Dataset entries
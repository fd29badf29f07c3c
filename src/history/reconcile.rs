use crate::models::record::{RecordState, ShortLinkRecord};
use crate::remote::{LinkCount, RemoteApi, RemoteError};
use futures::future::join_all;
use std::collections::HashMap;

/// Result of one settled refresh batch.
#[derive(Debug, Clone, Default)]
pub struct RefreshOutcome {
    /// Input records minus the pruned ones, with fresh counts where the query succeeded.
    pub records: Vec<ShortLinkRecord>,
    /// Codes the remote no longer recognizes.
    pub pruned: Vec<String>,
    /// Codes whose query failed for any other reason; their counts are unchanged.
    pub failed: Vec<String>,
    pub states: HashMap<String, RecordState>,
}

impl RefreshOutcome {
    pub fn all_succeeded(&self) -> bool {
        self.failed.is_empty()
    }
}

impl RecordState {
    /// Transition out of `Refreshing` once the remote query has settled.
    pub fn settle<T>(self, result: &Result<T, RemoteError>) -> RecordState {
        match (self, result) {
            (RecordState::Refreshing, Ok(_)) => RecordState::Reconciled,
            (RecordState::Refreshing, Err(e)) if e.is_not_found() => RecordState::StalePruned,
            (RecordState::Refreshing, Err(_)) => RecordState::Cached,
            (state, _) => state,
        }
    }
}

/// Query every record's count concurrently and wait for all of them to settle.
///
/// One record's failure never cancels or delays another's query; the batch
/// itself never fails.
pub async fn refresh_all(remote: &dyn RemoteApi, records: &[ShortLinkRecord]) -> RefreshOutcome {
    let queries = records.iter().map(|record| async move {
        let result = remote.visit_count(&record.short_code).await;
        (record, result)
    });
    let settled = join_all(queries).await;

    let mut outcome = RefreshOutcome {
        records: Vec::with_capacity(records.len()),
        ..RefreshOutcome::default()
    };

    for (record, result) in settled {
        let state = RecordState::Refreshing.settle(&result);
        outcome.states.insert(record.short_code.clone(), state);

        match (state, result) {
            (RecordState::Reconciled, Ok(count)) => {
                let mut updated = record.clone();
                updated.visit_count = count.visit_count;
                outcome.records.push(updated);
            }
            (RecordState::StalePruned, _) => {
                log::info!("pruning {}: unknown to the remote service", record.short_code);
                outcome.pruned.push(record.short_code.clone());
            }
            (_, Err(e)) => {
                log::warn!("could not refresh {}: {e}", record.short_code);
                outcome.failed.push(record.short_code.clone());
                outcome.records.push(record.clone());
            }
            (_, Ok(_)) => outcome.records.push(record.clone()),
        }
    }

    outcome
}

/// Single-record refresh for an explicit analytics request. The caller
/// branches on [`RemoteError::is_not_found`] to prune.
pub async fn refresh_one(remote: &dyn RemoteApi, short_code: &str) -> Result<LinkCount, RemoteError> {
    let result = remote.visit_count(short_code).await;
    if let Err(e) = &result {
        log::debug!("refresh of {short_code} failed: {e}");
    }
    result
}
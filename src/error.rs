use thiserror::Error;

/// 1回の取得試行の失敗。すべてリトライ対象
#[derive(Error, Debug, Clone, PartialEq, Eq)]
pub enum TransportError {
    #[error("ネットワークエラー: {0}")]
    Network(String),

    #[error("タイムアウト: {0}")]
    Timeout(String),

    #[error("HTTPステータス異常: status={status}")]
    Status { status: u16 },

    #[error("空のレスポンス: status={status}")]
    EmptyBody { status: u16 },

    #[error("JSONパースエラー: {0}")]
    InvalidJson(String),

    #[error("JavaScript実行エラー: {0}")]
    JavaScript(String),

    #[error("セッションが開かれていません")]
    NotOpen,
}

impl TransportError {
    /// 1回の試行に閉じた失敗なので常に再試行可能
    pub fn is_retryable(&self) -> bool {
        true
    }
}

impl From<reqwest::Error> for TransportError {
    fn from(e: reqwest::Error) -> Self {
        if e.is_timeout() {
            TransportError::Timeout(e.to_string())
        } else if let Some(status) = e.status() {
            TransportError::Status {
                status: status.as_u16(),
            }
        } else {
            TransportError::Network(e.to_string())
        }
    }
}

#[derive(Error, Debug)]
pub enum HarvestError {
    #[error("取得失敗 ({attempts}回試行): {url}: {last_cause}")]
    FetchExhausted {
        url: String,
        attempts: u32,
        last_cause: TransportError,
    },

    #[error("ブラウザ初期化エラー: {0}")]
    BrowserInit(String),

    #[error("ナビゲーションエラー: {0}")]
    Navigation(String),

    #[error("HTTPクライアント初期化エラー: {0}")]
    HttpClient(String),

    #[error("不正なレスポンス: {0}")]
    InvalidResponse(String),

    #[error("設定エラー: {0}")]
    InvalidConfig(String),

    #[error("中断されました")]
    Interrupted,

    #[error("ファイル操作エラー: {0}")]
    FileIO(#[from] std::io::Error),

    #[error("JSONエラー: {0}")]
    Json(#[from] serde_json::Error),

    #[error("CSVエラー: {0}")]
    Csv(#[from] csv::Error),
}

impl HarvestError {
    /// リトライ上限に達した取得失敗かどうか
    pub fn is_fetch_exhausted(&self) -> bool {
        matches!(self, HarvestError::FetchExhausted { .. })
    }

    pub fn is_interrupted(&self) -> bool {
        matches!(self, HarvestError::Interrupted)
    }
}
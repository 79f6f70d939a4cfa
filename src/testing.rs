//! テスト用の台本付き取得経路

use std::collections::{HashMap, VecDeque};
use std::sync::Mutex;

use async_trait::async_trait;
use serde_json::{json, Value};

use crate::api;
use crate::error::{HarvestError, TransportError};
use crate::traits::Transport;

type Matcher = Box<dyn Fn(&str) -> bool + Send + Sync>;

enum Reply {
    Respond(Result<Value, TransportError>),
    /// 応答を返さず待ち続ける
    Hang,
}

struct Route {
    matcher: Matcher,
    responses: VecDeque<Reply>,
}

/// URLごとに用意した応答を順に返す。未登録・使い切りは空ページ
#[derive(Default)]
pub(crate) struct ScriptedTransport {
    routes: Mutex<Vec<Route>>,
    calls: Mutex<Vec<String>>,
}

impl ScriptedTransport {
    pub(crate) fn new() -> Self {
        Self::default()
    }

    pub(crate) fn route(
        self,
        matcher: impl Fn(&str) -> bool + Send + Sync + 'static,
        responses: Vec<Result<Value, TransportError>>,
    ) -> Self {
        self.routes.lock().unwrap().push(Route {
            matcher: Box::new(matcher),
            responses: responses.into_iter().map(Reply::Respond).collect(),
        });
        self
    }

    /// マッチしたリクエストを1回だけ応答なしで保留する
    pub(crate) fn hang(self, matcher: impl Fn(&str) -> bool + Send + Sync + 'static) -> Self {
        self.routes.lock().unwrap().push(Route {
            matcher: Box::new(matcher),
            responses: VecDeque::from([Reply::Hang]),
        });
        self
    }

    /// 一覧APIの (カテゴリ, offset) に1ページを割り当てる
    pub(crate) fn page(self, category: Option<i64>, offset: u64, payload: Value) -> Self {
        self.route(listing(category, offset), vec![Ok(payload)])
    }

    pub(crate) fn calls(&self) -> Vec<String> {
        self.calls.lock().unwrap().clone()
    }
}

fn query_of(url: &str) -> Option<(String, HashMap<String, String>)> {
    let parsed = url::Url::parse(url).ok()?;
    let query = parsed.query_pairs().into_owned().collect();
    Some((parsed.path().to_string(), query))
}

/// 一覧APIの特定ページにマッチ
pub(crate) fn listing(category: Option<i64>, offset: u64) -> impl Fn(&str) -> bool {
    let category = category.map(|c| c.to_string()).unwrap_or_default();
    let offset = offset.to_string();
    move |url| match query_of(url) {
        Some((path, q)) => {
            path == api::LISTING_PATH
                && q.get("categoriesId") == Some(&category)
                && q.get("offset") == Some(&offset)
        }
        None => false,
    }
}

pub(crate) fn options() -> impl Fn(&str) -> bool {
    |url| matches!(query_of(url), Some((path, _)) if path == api::OPTIONS_PATH)
}

/// `{games: [{id, name}, ...]}`
pub(crate) fn games(entries: &[(i64, &str)]) -> Value {
    let games: Vec<Value> = entries
        .iter()
        .map(|(id, name)| json!({"id": id, "name": name}))
        .collect();
    json!({ "games": games })
}

/// id範囲から1ページを作る
pub(crate) fn games_range(ids: std::ops::Range<i64>) -> Value {
    let games: Vec<Value> = ids
        .map(|id| json!({"id": id, "name": format!("game-{}", id)}))
        .collect();
    json!({ "games": games })
}

#[async_trait]
impl Transport for ScriptedTransport {
    fn name(&self) -> &'static str {
        "scripted"
    }

    async fn open(&mut self) -> Result<(), HarvestError> {
        Ok(())
    }

    async fn fetch_json(&self, url: &str) -> Result<Value, TransportError> {
        self.calls.lock().unwrap().push(url.to_string());

        let reply = {
            let mut routes = self.routes.lock().unwrap();
            routes
                .iter_mut()
                .filter(|route| (route.matcher)(url))
                .find_map(|route| route.responses.pop_front())
        };

        match reply {
            Some(Reply::Respond(response)) => response,
            Some(Reply::Hang) => futures::future::pending().await,
            None => Ok(json!({ "games": [] })),
        }
    }

    async fn close(&mut self) -> Result<(), HarvestError> {
        Ok(())
    }
}
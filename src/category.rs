//! カテゴリの解決
//!
//! 「全カテゴリ」はオプションAPIの `subcategories` から求める。
//! 0以下のIDと疑似カテゴリ（未分類・すべて）は除外し、昇順・重複なしで返す。

use std::collections::BTreeSet;

use serde_json::Value;
use tracing::{debug, info};

use crate::api;
use crate::config::{CategorySelection, HarvestConfig};
use crate::error::HarvestError;
use crate::retry::{with_retries, RetryPolicy};
use crate::traits::Transport;
use crate::types::{parse_categories, Category};

/// 疑似カテゴリのID
pub const SENTINEL_CATEGORY_IDS: [i64; 2] = [998, 999];

/// オプションAPIを取得する。オブジェクト以外は空扱い
async fn fetch_options(
    transport: &dyn Transport,
    config: &HarvestConfig,
    policy: &RetryPolicy,
) -> Result<Value, HarvestError> {
    let url = api::options_url(&config.base_url);
    debug!("Fetching options: {}", url);
    let payload = with_retries(policy, &url, || transport.fetch_json(&url)).await?;
    Ok(if payload.is_object() {
        payload
    } else {
        Value::Object(Default::default())
    })
}

/// 走査対象として有効なカテゴリIDを昇順・重複なしで返す
pub fn filter_category_ids(categories: &[Category]) -> Vec<i64> {
    categories
        .iter()
        .filter_map(|c| c.id)
        .filter(|id| *id > 0 && !SENTINEL_CATEGORY_IDS.contains(id))
        .collect::<BTreeSet<_>>()
        .into_iter()
        .collect()
}

/// 走査するカテゴリ列。`None` はカテゴリ指定なしを表す
pub async fn resolve_categories(
    transport: &dyn Transport,
    config: &HarvestConfig,
    policy: &RetryPolicy,
) -> Result<Vec<Option<i64>>, HarvestError> {
    let resolved = match &config.categories {
        CategorySelection::All => {
            let options = fetch_options(transport, config, policy).await?;
            let ids = filter_category_ids(&parse_categories(&options));
            info!("Resolved {} categories from options", ids.len());
            ids.into_iter().map(Some).collect()
        }
        CategorySelection::Explicit(ids) if !ids.is_empty() => {
            ids.iter().copied().map(Some).collect()
        }
        _ => vec![None],
    };
    Ok(resolved)
}

/// オプションAPIのサブカテゴリ一覧（フィルタなし）
pub async fn list_categories(
    transport: &dyn Transport,
    config: &HarvestConfig,
) -> Result<Vec<Category>, HarvestError> {
    let options = fetch_options(transport, config, &RetryPolicy::from_config(config)).await?;
    Ok(parse_categories(&options))
}
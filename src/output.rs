//! 収集結果のファイル出力 (JSON / CSV)

use std::fs::{self, File};
use std::io::{BufWriter, Write};
use std::path::Path;

use serde::Serialize;
use tracing::info;

use crate::error::HarvestError;
use crate::types::Item;

#[derive(Debug, Clone, Copy, PartialEq, Eq, Default)]
pub enum OutputFormat {
    #[default]
    Json,
    Csv,
}

const CSV_HEADERS: [&str; 14] = [
    "id",
    "name",
    "brand_id",
    "brand_name",
    "provider_id",
    "product_id",
    "categories",
    "has_demo",
    "is_new",
    "is_promo",
    "is_hot",
    "image_path",
    "image_url",
    "canonical_url",
];

/// CSVの1行。categories はJSON文字列に平坦化する
#[derive(Serialize)]
struct CsvRow<'a> {
    id: i64,
    name: &'a str,
    brand_id: Option<i64>,
    brand_name: Option<&'a str>,
    provider_id: Option<i64>,
    product_id: Option<i64>,
    categories: String,
    has_demo: Option<bool>,
    is_new: Option<bool>,
    is_promo: Option<bool>,
    is_hot: Option<bool>,
    image_path: Option<&'a str>,
    image_url: Option<&'a str>,
    canonical_url: Option<&'a str>,
}

impl<'a> CsvRow<'a> {
    fn from_item(item: &'a Item) -> Result<Self, HarvestError> {
        Ok(Self {
            id: item.id,
            name: &item.name,
            brand_id: item.brand_id,
            brand_name: item.brand_name.as_deref(),
            provider_id: item.provider_id,
            product_id: item.product_id,
            categories: serde_json::to_string(&item.categories)?,
            has_demo: item.has_demo,
            is_new: item.is_new,
            is_promo: item.is_promo,
            is_hot: item.is_hot,
            image_path: item.image_path.as_deref(),
            image_url: item.image_url.as_deref(),
            canonical_url: item.canonical_url.as_deref(),
        })
    }
}

fn ensure_parent(path: &Path) -> Result<(), HarvestError> {
    if let Some(parent) = path.parent() {
        if !parent.as_os_str().is_empty() {
            fs::create_dir_all(parent)?;
        }
    }
    Ok(())
}

pub fn write_json(path: &Path, items: &[Item]) -> Result<(), HarvestError> {
    ensure_parent(path)?;
    let mut writer = BufWriter::new(File::create(path)?);
    serde_json::to_writer_pretty(&mut writer, items)?;
    writer.write_all(b"\n")?;
    writer.flush()?;
    info!("Saved {} items to {}", items.len(), path.display());
    Ok(())
}

pub fn write_csv(path: &Path, items: &[Item]) -> Result<(), HarvestError> {
    ensure_parent(path)?;
    let mut writer = csv::WriterBuilder::new()
        .has_headers(false)
        .from_path(path)?;

    writer.write_record(CSV_HEADERS)?;
    for item in items {
        writer.serialize(CsvRow::from_item(item)?)?;
    }
    writer.flush()?;
    info!("Saved {} items to {}", items.len(), path.display());
    Ok(())
}

pub fn write_items(path: &Path, format: OutputFormat, items: &[Item]) -> Result<(), HarvestError> {
    match format {
        OutputFormat::Json => write_json(path, items),
        OutputFormat::Csv => write_csv(path, items),
    }
}
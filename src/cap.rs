//! 収集上限の判定

/// 上限に達したか。`cap == 0` は無制限
pub fn cap_reached(current: usize, cap: usize) -> bool {
    cap > 0 && current >= cap
}

/// 最終結果を上限件数に切り詰める（順序は維持）
pub fn apply_cap<T>(items: &mut Vec<T>, cap: usize) {
    if cap > 0 {
        items.truncate(cap);
    }
}

#[cfg(test)]
mod tests {
    use super::*;

    #[test]
    fn test_cap_reached() {
        assert!(!cap_reached(0, 0));
        assert!(!cap_reached(10_000, 0));
        assert!(!cap_reached(4, 5));
        assert!(cap_reached(5, 5));
        assert!(cap_reached(7, 5));
    }

    #[test]
    fn test_apply_cap() {
        let mut items = vec![1, 2, 3, 4];
        apply_cap(&mut items, 0);
        assert_eq!(items, vec![1, 2, 3, 4]);

        apply_cap(&mut items, 10);
        assert_eq!(items.len(), 4);

        apply_cap(&mut items, 2);
        assert_eq!(items, vec![1, 2]);
    }
}
//! game-harvester - ゲームカタログ収集CLI

use std::path::PathBuf;
use std::time::{Duration, Instant};

use anyhow::Context;
use clap::{Parser, ValueEnum};
use tower::Service;
use tracing_subscriber::{layer::SubscriberExt, util::SubscriberInitExt};

use game_harvester::category::list_categories;
use game_harvester::config::{DEFAULT_BASE_URL, DEFAULT_LANG};
use game_harvester::{
    api, demo_link, transport, write_items, CategorySelection, HarvestConfig, HarvestRequest,
    HarvestService, HttpTransport, InterruptSignal, OutputFormat, PageFailurePolicy, Transport,
    TransportMode,
};

#[derive(Debug, Clone, Copy, ValueEnum)]
enum ModeArg {
    Auto,
    Http,
    Browser,
}

#[derive(Debug, Clone, Copy, ValueEnum)]
enum FormatArg {
    Json,
    Csv,
}

#[derive(Debug, Parser)]
#[command(name = "game-harvester", version, about = "Harvest the game catalog listing")]
struct Args {
    #[arg(long, env = "HARVEST_BASE_URL", default_value = DEFAULT_BASE_URL)]
    base_url: String,

    #[arg(long, env = "HARVEST_LANG", default_value = DEFAULT_LANG)]
    lang: String,

    /// Transport: direct HTTP, in-browser fetch, or browser with HTTP fallback
    #[arg(long, value_enum, default_value_t = ModeArg::Auto)]
    mode: ModeArg,

    /// Print the game page URL for this id and exit
    #[arg(long)]
    game_id: Option<i64>,

    /// With --game-id, resolve the demo launch link instead
    #[arg(long, requires = "game_id")]
    demo: bool,

    /// Category id to walk (repeatable)
    #[arg(long = "category-id")]
    category_ids: Vec<i64>,

    /// Walk every category exposed by the options endpoint (overrides --category-id)
    #[arg(long)]
    all_categories: bool,

    /// Brand filter (repeatable)
    #[arg(long = "brand-id")]
    brand_ids: Vec<i64>,

    /// Title search text
    #[arg(long)]
    search: Option<String>,

    /// Page size
    #[arg(long, default_value_t = 50)]
    limit: u32,

    /// Maximum number of games (0 = unlimited)
    #[arg(long = "max", default_value_t = 1000)]
    max_games: usize,

    /// Delay between pages in seconds
    #[arg(long, default_value_t = 0.2)]
    sleep: f64,

    #[arg(long, default_value_t = 5)]
    retries: u32,

    /// Backoff base in seconds
    #[arg(long, default_value_t = 0.75)]
    backoff: f64,

    /// Per-request timeout in seconds
    #[arg(long, default_value_t = 30.0)]
    timeout: f64,

    #[arg(long, default_value = "games.json")]
    out: PathBuf,

    #[arg(long, value_enum, default_value_t = FormatArg::Json)]
    format: FormatArg,

    /// Print the subcategories from the options endpoint and exit
    #[arg(long)]
    list_categories: bool,

    /// Show the browser window
    #[arg(long)]
    headed: bool,

    /// Skip the rest of a category when a page cannot be fetched
    #[arg(long)]
    skip_failed_categories: bool,

    #[arg(short, long)]
    verbose: bool,
}

fn seconds(name: &str, value: f64) -> anyhow::Result<Duration> {
    Duration::try_from_secs_f64(value).with_context(|| format!("invalid --{}: {}", name, value))
}

impl Args {
    fn to_config(&self) -> anyhow::Result<HarvestConfig> {
        let mode = match self.mode {
            ModeArg::Auto => TransportMode::Auto,
            ModeArg::Http => TransportMode::Http,
            ModeArg::Browser => TransportMode::Browser,
        };

        let categories = if self.all_categories {
            CategorySelection::All
        } else if !self.category_ids.is_empty() {
            CategorySelection::Explicit(self.category_ids.clone())
        } else {
            CategorySelection::Unfiltered
        };

        let failure_policy = if self.skip_failed_categories {
            PageFailurePolicy::SkipCategory
        } else {
            PageFailurePolicy::Abort
        };

        Ok(HarvestConfig::new(&self.base_url, &self.lang)
            .with_mode(mode)
            .with_categories(categories)
            .with_brand_ids(self.brand_ids.clone())
            .with_title_search(self.search.clone())
            .with_page_size(self.limit)
            .with_max_items(self.max_games)
            .with_page_delay(seconds("sleep", self.sleep)?)
            .with_retries(self.retries, seconds("backoff", self.backoff)?)
            .with_request_timeout(seconds("timeout", self.timeout)?)
            .with_headless(!self.headed)
            .with_failure_policy(failure_policy)
            .with_debug(self.verbose))
    }

    fn output_format(&self) -> OutputFormat {
        match self.format {
            FormatArg::Json => OutputFormat::Json,
            FormatArg::Csv => OutputFormat::Csv,
        }
    }
}

async fn print_game_link(config: &HarvestConfig, game_id: i64, demo: bool) -> anyhow::Result<()> {
    let url = if demo {
        let mut http = HttpTransport::new(config)?;
        http.open().await?;
        http.warm_up(&api::game_page_url(&config.base_url, &config.lang, game_id))
            .await;
        demo_link(&http, config, game_id).await?
    } else {
        api::game_page_url(&config.base_url, &config.lang, game_id)
    };
    println!("{}", url);
    Ok(())
}

async fn print_categories(config: &HarvestConfig) -> anyhow::Result<()> {
    let mut transport = transport::connect(config).await?;
    let result = list_categories(transport.as_ref(), config).await;
    transport.close().await?;

    let categories = result?;
    println!("{}", serde_json::to_string_pretty(&categories)?);
    Ok(())
}

#[tokio::main]
async fn main() -> anyhow::Result<()> {
    let args = Args::parse();

    let default_filter = if args.verbose {
        "game_harvester=debug"
    } else {
        "game_harvester=info"
    };
    tracing_subscriber::registry()
        .with(
            tracing_subscriber::EnvFilter::try_from_default_env()
                .unwrap_or_else(|_| default_filter.into()),
        )
        .with(tracing_subscriber::fmt::layer().with_writer(std::io::stderr))
        .init();

    let config = args.to_config()?;

    if let Some(game_id) = args.game_id {
        return print_game_link(&config, game_id, args.demo).await;
    }

    if args.list_categories {
        return print_categories(&config).await;
    }

    let interrupt = InterruptSignal::new();
    interrupt.install_ctrl_c();

    let started = Instant::now();
    let mut service = HarvestService::new();
    let report = service
        .call(HarvestRequest::new(config).with_interrupt(interrupt))
        .await
        .context("harvest failed")?;

    write_items(&args.out, args.output_format(), &report.items)
        .with_context(|| format!("failed to write {}", args.out.display()))?;

    println!(
        "Wrote {} games to {} in {:.2}s",
        report.items.len(),
        args.out.display(),
        started.elapsed().as_secs_f64()
    );
    Ok(())
}
use async_trait::async_trait;
use serde_json::Value;

use crate::error::{HarvestError, TransportError};

/// 「URLのJSONを取得する」1操作を提供する取得経路
#[async_trait]
pub trait Transport: Send + Sync {
    /// 経路名（ログ用）
    fn name(&self) -> &'static str;

    /// セッション確立（ウォームアップ / ページ遷移）。実行ごとに1回
    async fn open(&mut self) -> Result<(), HarvestError>;

    /// 1回分の取得。リトライは呼び出し側
    async fn fetch_json(&self, url: &str) -> Result<Value, TransportError>;

    /// リソース解放
    async fn close(&mut self) -> Result<(), HarvestError>;
}
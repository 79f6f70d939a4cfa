use std::future::Future;
use std::sync::atomic::{AtomicBool, Ordering};
use std::sync::Arc;

use tokio::sync::Notify;

/// 実行の中断要求。クローンは同じ状態を共有する
#[derive(Debug, Clone, Default)]
pub struct InterruptSignal {
    flag: Arc<AtomicBool>,
    notify: Arc<Notify>,
}

impl InterruptSignal {
    pub fn new() -> Self {
        Self::default()
    }

    pub fn trigger(&self) {
        self.flag.store(true, Ordering::SeqCst);
        self.notify.notify_waiters();
    }

    pub fn is_triggered(&self) -> bool {
        self.flag.load(Ordering::SeqCst)
    }

    /// 中断されるまで待つ。すでに中断済みなら即座に返る
    pub async fn triggered(&self) {
        loop {
            let notified = self.notify.notified();
            if self.is_triggered() {
                return;
            }
            notified.await;
        }
    }

    /// Ctrl-C で中断するタスクを起動する。2回目の Ctrl-C でプロセスを終了する
    pub fn install_ctrl_c(&self) {
        let signal = self.clone();
        tokio::spawn(async move {
            let mut received = 0u32;
            while tokio::signal::ctrl_c().await.is_ok() {
                received += 1;
                if received > 1 {
                    tracing::warn!("Second interrupt received, exiting");
                    std::process::exit(130);
                }
                tracing::warn!("Interrupt received, stopping after the current step");
                signal.trigger();
            }
        });
    }
}

/// `fut` を中断と競合させる。中断されたら None
pub async fn until_interrupted<F: Future>(
    interrupt: Option<&InterruptSignal>,
    fut: F,
) -> Option<F::Output> {
    match interrupt {
        Some(signal) => tokio::select! {
            biased;
            _ = signal.triggered() => None,
            out = fut => Some(out),
        },
        None => Some(fut.await),
    }
}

■ Exercise instructions ■
Where a line of the entries contains "received", report that line.

■ Your response ■
            let mut received = 0u32;
                received += 1;
                if received > 1 {
                    tracing::warn!("Second interrupt received, exiting");
                tracing::warn!("Interrupt received, stopping after the current step");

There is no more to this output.